Ha stravinto, su questo i numeri parlano chiaro. Ma a volte, un trionfo elettorale può rivelarsi politicamente ingestibile, insomma, una “fuga per la sconfitta”.

Boris Johnson ha stracciato il suo rivale laburista, James Corbyn, perché è riuscito ad imporre agli avversari, di sinistra e di destra radicale, la propria agenda politica. Che poi era fondata su un punto unico: la Brexit. “King Boris” ha intercettato un profondo malessere sociale che scuote i ceti più popolari del Regno Unito indicando un responsabile: l’Europa come volano di una globalizzazione che produce, nel cuore del Vecchio Continente, disuguaglianze, deindustrializzazione, smantellamento di ciò che resta del welfare state. Al tempo stesso, è riuscito a far leva su una narrazione identitaria capace di solleticare le vecchie corde imperiali. Il sovranismo imperiale è certamente più accattivante dello sbiadito sovranismo di sinistra che, salvo una tardiva correzione, ha caratterizzato l’iniziativa del Grande sconfitto: James Corbyn.

L’armamentario ideologico che ha rispolverato anche la “rivoluzione socialista” non è servito a mascherare le ambiguità che il leader ( fino a quando?) del Labour ha avuto sul tema che segnato le elezioni di ieri: la Brexit. Johnson ha vinto perché ha avuto dalla sua parte la forza della chiarezza. E in politica è una forza trascinante.

Per il Labour Party è una mazzata che va anche oltre gli sconfortanti dati dei seggi conquistati. I laburisti perdono, con consistenti travasi a favore dei conservatori, quasi tutte le roccaforti del “red wall”, dalle città del nord fino alle Midlands post- industriali, segnate profondamente da anni di austerity e dal collasso dello stato sociale.

Non è bastato un manifesto ambizioso, visionario, quale quello proposto da Corbyn e dai suoi più stretti collaboratori per far presa su famiglie impoverite, che cercano risposte qui ed oggi e non possono permettersi di attendere quei tempi lunghi necessari perché il Manifesto di Corbyn potesse realizzarsi.
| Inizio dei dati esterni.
//! Strategy executor: cache-first, network-first and live passthrough.
//!
//! Network failures inside a strategy are recovered through the fallback
//! chain and never surface as errors, except for direct writes and live
//! computation endpoints where the failure is the answer.

use color_eyre::Result;
use serde::Deserialize;
use std::sync::Arc;
use tracing::{debug, warn};
use url::Url;

use crate::cache::{CacheRegistry, CacheRole, Served};
use crate::classify::{Classification, RequestClassifier};
use crate::config::OfflineConfig;
use crate::http::{Request, Response};
use crate::network::Network;

/// Synthetic response used when neither network nor cache can answer.
#[derive(Debug, Clone, PartialEq, Eq, Deserialize)]
#[serde(tag = "kind", rename_all = "lowercase")]
pub enum OfflineTemplate {
  /// `{"error": ..., "message": ...}`
  Json { error: String, message: String },
  /// Minimal page with a reload control
  Html {
    title: String,
    heading: String,
    message: String,
    retry_label: String,
  },
}

impl OfflineTemplate {
  pub fn default_api() -> Self {
    OfflineTemplate::Json {
      error: "Network error".to_string(),
      message: "You are offline. Please check your connection.".to_string(),
    }
  }

  pub fn default_navigation() -> Self {
    OfflineTemplate::Html {
      title: "Offline".to_string(),
      heading: "You're offline".to_string(),
      message: "Check your connection and try again.".to_string(),
      retry_label: "Retry".to_string(),
    }
  }

  /// Render as a 503 response.
  pub fn render(&self) -> Response {
    match self {
      OfflineTemplate::Json { error, message } => {
        let body = serde_json::json!({ "error": error, "message": message });
        Response::new(503, "application/json", body.to_string())
      }
      OfflineTemplate::Html {
        title,
        heading,
        message,
        retry_label,
      } => {
        let body = format!(
          "<!DOCTYPE html>\n<html>\n<head><meta charset=\"utf-8\"><title>{}</title></head>\n\
           <body>\n<h1>{}</h1>\n<p>{}</p>\n<button onclick=\"window.location.reload()\">{}</button>\n\
           </body>\n</html>\n",
          escape_html(title),
          escape_html(heading),
          escape_html(message),
          escape_html(retry_label)
        );
        Response::new(503, "text/html; charset=utf-8", body)
      }
    }
  }
}

fn escape_html(s: &str) -> String {
  let mut out = String::with_capacity(s.len());
  for c in s.chars() {
    match c {
      '&' => out.push_str("&amp;"),
      '<' => out.push_str("&lt;"),
      '>' => out.push_str("&gt;"),
      '"' => out.push_str("&quot;"),
      _ => out.push(c),
    }
  }
  out
}

/// Runs the strategy chosen by the classifier against cache and network.
#[derive(Clone)]
pub struct StrategyExecutor {
  registry: CacheRegistry,
  network: Arc<dyn Network>,
  classifier: RequestClassifier,
  origin: Url,
  offline: OfflineConfig,
  offline_document: Option<String>,
}

impl StrategyExecutor {
  pub fn new(
    registry: CacheRegistry,
    network: Arc<dyn Network>,
    classifier: RequestClassifier,
    origin: Url,
    offline: OfflineConfig,
  ) -> Self {
    Self {
      registry,
      network,
      classifier,
      origin,
      offline,
      offline_document: None,
    }
  }

  /// Serve this path from the static partition before the synthetic page.
  pub fn with_offline_document(mut self, path: Option<String>) -> Self {
    self.offline_document = path;
    self
  }

  pub async fn execute(&self, class: Classification, request: &Request) -> Result<Served> {
    if self.classifier.is_bypassed(request) {
      return Ok(self.bypass(request).await);
    }

    match class {
      Classification::Static => Ok(self.cache_first(request).await),
      Classification::Api if self.classifier.is_live(request) => self.live(request).await,
      Classification::Api | Classification::Navigation | Classification::Other => {
        Ok(self.network_first(class, request).await)
      }
      Classification::Direct | Classification::Passthrough => self.live(request).await,
    }
  }

  /// Extension schemes go straight to the network whatever their
  /// classification and never read or write either partition.
  async fn bypass(&self, request: &Request) -> Served {
    debug!(url = %request.url, "Bypassing cache for scheme");
    match self.network.fetch(request).await {
      Ok(response) => Served::network(response),
      Err(e) => {
        warn!(url = %request.url, error = %e, "Bypassed fetch failed");
        Served::synthetic(Response::service_unavailable())
      }
    }
  }

    /// Static partition first; the network only fills misses.
  async fn cache_first(&self, request: &Request) -> Served {
    let key = request.cache_key(&self.origin);

    match self.registry.lookup(CacheRole::Static, &key).await {
      Ok(Some(entry)) => {
        debug!(key = %key, "Static cache hit");
        return Served::cached(entry.response);
      }
      Ok(None) => debug!(key = %key, "Static cache miss"),
      Err(e) => warn!(key = %key, error = %e, "Static cache lookup failed"),
    }

    match self.network.fetch(request).await {
      Ok(response) => {
        self.remember(CacheRole::Static, &key, &response).await;
        Served::network(response)
      }
      Err(e) => {
        warn!(key = %key, error = %e, "Static fetch failed");
        Served::synthetic(Response::service_unavailable())
      }
    }
  }

  /// Network first, falling back to the dynamic partition and then to a
  /// synthetic offline response for the request's classification.
  async fn network_first(&self, class: Classification, request: &Request) -> Served {
    let key = request.cache_key(&self.origin);

    let error = match self.network.fetch(request).await {
      Ok(response) => {
        self.remember(CacheRole::Dynamic, &key, &response).await;
        return Served::network(response);
      }
      Err(e) => e,
    };

    warn!(key = %key, error = %error, "Network failed, falling back to cache");

    if let Some(response) = self.cached(CacheRole::Dynamic, &key).await {
      return Served::offline(response);
    }

    match class {
      Classification::Api => Served::synthetic(self.offline.api.render()),
      Classification::Navigation => {
        if let Some(response) = self.cached(CacheRole::Static, &key).await {
          return Served::offline(response);
        }
        if let Some(response) = self.offline_document().await {
          return Served::offline(response);
        }
        Served::synthetic(self.offline.navigation.render())
      }
      _ => Served::synthetic(Response::service_unavailable()),
    }
  }

  /// Always the network, never the cache. Failures propagate.
  async fn live(&self, request: &Request) -> Result<Served> {
    debug!(method = %request.method, url = %request.url, "Uncached network request");
    let response = self.network.fetch(request).await?;
    Ok(Served::network(response))
  }

  async fn cached(&self, role: CacheRole, key: &str) -> Option<Response> {
    match self.registry.lookup(role, key).await {
      Ok(entry) => entry.map(|e| e.response),
      Err(e) => {
        warn!(key, error = %e, "Cache lookup failed");
        None
      }
    }
  }

  async fn offline_document(&self) -> Option<Response> {
    let path = self.offline_document.as_deref()?;
    let request = match Request::parse("GET", path, &self.origin) {
      Ok(request) => request,
      Err(e) => {
        warn!(error = %e, "Invalid offline document path");
        return None;
      }
    };
    self
      .cached(CacheRole::Static, &request.cache_key(&self.origin))
      .await
  }

  /// Cache write failures never affect the live response.
  async fn remember(&self, role: CacheRole, key: &str, response: &Response) {
    if let Err(e) = self.registry.store(role, key, response).await {
      warn!(key, error = %e, "Failed to cache response");
    }
  }
}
E in politica, il fattore- tempo è decisivo.

A ciò vanno aggiunte posizioni colpevolmente ambigue tenute su alcuni temi, a cominciare dall’antisemitismo., dall’anti- patriottismo e anti- monarchismo che non sono piaciute a parte del suo stesso elettorato, oltre al programma di spese faraonico che non è risultato credibile neppure tra gli elettori laburisti tanto era alto.

Quanto a “King Boris” ha promesso di tutto, e subito, nessun controllo doganale dopo la Brexit se non nel Mar d’Inghilterra e in qualche sperduto porto, la Brexit conclusa per gennaio, e visto che c’era anche quindicimila infermieri/ e in più.

Le promesse, se ben narrate, possono farti vincere, addirittura trionfare, ma se poi non le realizzi, allora il conto da pagare risulterà salatissimo. Tanto più in un Regno disunito. Perché l’altro dato politico fondamentale del voto, per certi aspetti ancor più pregnante della disfatta laburista e della capacità dimostrata da Johnson di “cannibalizzare” la de- stra antieuropeista di Farage, è il risultato del Partito nazionale scozzese di Nicola Sturgeon: spazzati via i tories, 17 seggi guadagnati, 52 parlamentari a Westminster.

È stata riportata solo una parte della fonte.